Multiple Choice Items: Misunderstood by Winners and Losers Alike
Which of the following best describes the origin of the multiple-choice test format?
a) It was developed in the early 1900s to efficiently assess large numbers of students
b) It emerged from Chinese civil service examinations during the Tang Dynasty
c) It was created in the 1800s as an educational parlor game
d) It originated in religious institutions to test scriptural knowledge
Before reading further, select your answer and justify your choice for yourself. If you can’t justify it, how can you be sure you’re right? If you are wrong, how will you find that out? Does any of that matter in the testing situation?

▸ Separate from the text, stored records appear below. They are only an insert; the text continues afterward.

use serde::{Deserialize, Serialize};

/// One entry of a session's `conversation_history`.
///
/// `content` is `None` for an assistant message that carries only
/// `tool_calls` (mirrors the native function-calling wire shape, where
/// such a message's `content` field is `null`).
#[derive(Debug, Clone, Serialize, Deserialize)]
pub struct Message {
    pub role: Role,
    #[serde(skip_serializing_if = "Option::is_none")]
    pub content: Option<MessageContent>,
    #[serde(default, skip_serializing_if = "Vec::is_empty")]
    pub tool_calls: Vec<ToolCall>,
    /// Present on `Role::Tool` messages: the call this result answers.
    #[serde(skip_serializing_if = "Option::is_none")]
    pub tool_call_id: Option<String>,
}

#[derive(Debug, Clone, Copy, PartialEq, Eq, Serialize, Deserialize)]
#[serde(rename_all = "lowercase")]
pub enum Role {
    System,
    User,
    Assistant,
    Tool,
}

#[derive(Debug, Clone, Serialize, Deserialize)]
#[serde(untagged)]
pub enum MessageContent {
    Text(String),
    Parts(Vec<ContentPart>),
}

#[derive(Debug, Clone, Serialize, Deserialize)]
#[serde(tag = "type")]
pub enum ContentPart {
    #[serde(rename = "text")]
    Text { text: String },
    #[serde(rename = "image")]
    Image {
        /// Base64 or data-url image bytes from a `pending_vision` artifact.
        data: String,
        #[serde(skip_serializing_if = "Option::is_none")]
        media_type: Option<String>,
    },
}

/// A tool call the LLM asked to be executed, provider-agnostic.
#[derive(Debug, Clone, Serialize, Deserialize)]
pub struct ToolCall {
    pub id: String,
    pub name: String,
    pub arguments: serde_json::Value,
}

/// Tool definition exposed to the LLM.
#[derive(Debug, Clone, Serialize, Deserialize)]
pub struct ToolDefinition {
    pub name: String,
    pub description: String,
    /// JSON Schema for the tool's parameters.
    pub parameters: serde_json::Value,
}

// ── Convenience constructors ───────────────────────────────────────

impl Message {
    pub fn system(text: impl Into<String>) -> Self {
        Self {
            role: Role::System,
            content: Some(MessageContent::Text(text.into())),
            tool_calls: Vec::new(),
            tool_call_id: None,
        }
    }

    pub fn user(text: impl Into<String>) -> Self {
        Self {
            role: Role::User,
            content: Some(MessageContent::Text(text.into())),
            tool_calls: Vec::new(),
            tool_call_id: None,
        }
    }

    /// A user message carrying a vision artifact alongside the text.
    pub fn user_with_image(text: impl Into<String>, image_data: impl Into<String>, media_type: Option<String>) -> Self {
        Self {
            role: Role::User,
            content: Some(MessageContent::Parts(vec![
                ContentPart::Text { text: text.into() },
                ContentPart::Image { data: image_data.into(), media_type },
            ])),
            tool_calls: Vec::new(),
            tool_call_id: None,
        }
    }

    pub fn assistant(text: impl Into<String>) -> Self {
        Self {
            role: Role::Assistant,
            content: Some(MessageContent::Text(text.into())),
            tool_calls: Vec::new(),
            tool_call_id: None,
        }
    }

    /// The assistant message produced by step 2 of the tool iteration loop:
    /// `tool_calls` set, `content = null`.
    pub fn assistant_tool_calls(tool_calls: Vec<ToolCall>) -> Self {
        Self {
            role: Role::Assistant,
            content: None,
            tool_calls,
            tool_call_id: None,
        }
    }

    pub fn tool_result(tool_call_id: impl Into<String>, content: impl Into<String>) -> Self {
        Self {
            role: Role::Tool,
            content: Some(MessageContent::Text(content.into())),
            tool_calls: Vec::new(),
            tool_call_id: Some(tool_call_id.into()),
        }
    }
}

impl MessageContent {
    /// Extract and join all text content, returning an owned String.
    pub fn extract_all_text(&self) -> String {
        match self {
            MessageContent::Text(t) => t.clone(),
            MessageContent::Parts(parts) => parts
                .iter()
                .filter_map(|p| match p {
                    ContentPart::Text { text } => Some(text.as_str()),
                    _ => None,
                })
                .collect::<Vec<_>>()
                .join("\n"),
        }
    }
}

#[cfg(test)]
mod tests {
    use super::*;

    #[test]
    fn extract_all_text_from_text_variant() {
        let content = MessageContent::Text("hello world".into());
        assert_eq!(content.extract_all_text(), "hello world");
    }

    #[test]
    fn extract_all_text_from_parts_joins_with_newline() {
        let content = MessageContent::Parts(vec![
            ContentPart::Text { text: "line one".into() },
            ContentPart::Image { data: "abc".into(), media_type: None },
            ContentPart::Text { text: "line two".into() },
        ]);
        assert_eq!(content.extract_all_text(), "line one\nline two");
    }

    #[test]
    fn assistant_tool_calls_has_null_content() {
        let msg = Message::assistant_tool_calls(vec![ToolCall {
            id: "c1".into(),
            name: "get_weather".into(),
            arguments: serde_json::json!({"city": "SF"}),
        }]);
        assert!(msg.content.is_none());
        assert_eq!(msg.tool_calls.len(), 1);
    }

    #[test]
    fn tool_result_carries_call_id() {
        let msg = Message::tool_result("c1", "68F and clear");
        assert_eq!(msg.tool_call_id.as_deref(), Some("c1"));
        assert_eq!(msg.role, Role::Tool);
    }
}
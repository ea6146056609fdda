mod get_weather;
mod switch_llm;

pub use get_weather::GetWeatherTool;
pub use switch_llm::SwitchLlmTool;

What are you doing inside those options?
The correct answer is (a). Multiple-choice testing was developed in the early 1900s—specifically 1914-1915—for efficient large-scale assessment. If the test item is “good” by industry standards, a minority of you should have gotten it right, and the rest of you should be equally spread among the distractors. Of course, after receiving instruction, readministering the item should improve on the number of right answers.
The Uncomfortable Truth
Multiple-choice questions are designed to create winners and losers. That’s not a flaw. The purpose is to efficiently and reliably separate those who meet a threshold of knowledge from those who don’t. To sort. To rank. To decide who passes and who fails.
For decades, we’ve asked MC items to do more and more—to assess complex thinking, creativity, authentic application. Though there is no governmental authority regulating the construction of MC items for tests, there is disagreement about the kinds of thinking this format can evoke. But research makes clear: MC items excel at measuring recognition and recall. The moment we ask them to measure more, we introduce error variance unrelated to actual knowledge. Even without government regulation, we understand error variance to be a problem in measurement.
The RICA Case: When Sorting Creates Problems
California’s Reading Instruction Competence Assessment (RICA) was implemented in 1998 as a certification requirement for elementary teachers. We couldn’t have teachers who didn’t know how to teach phonics, who continued to believe in the three-cueing system model which had become prominent.
For over two decades, it functioned as designed—sorting teacher candidates into those who passed and those who didn’t. I remember it well because I was teaching elementary reading methods courses designed to prepare credential candidates to pass it and get into their own classrooms, another period where I was so grateful for the descriptive linguistic courses I took as an undergraduate and graduate student.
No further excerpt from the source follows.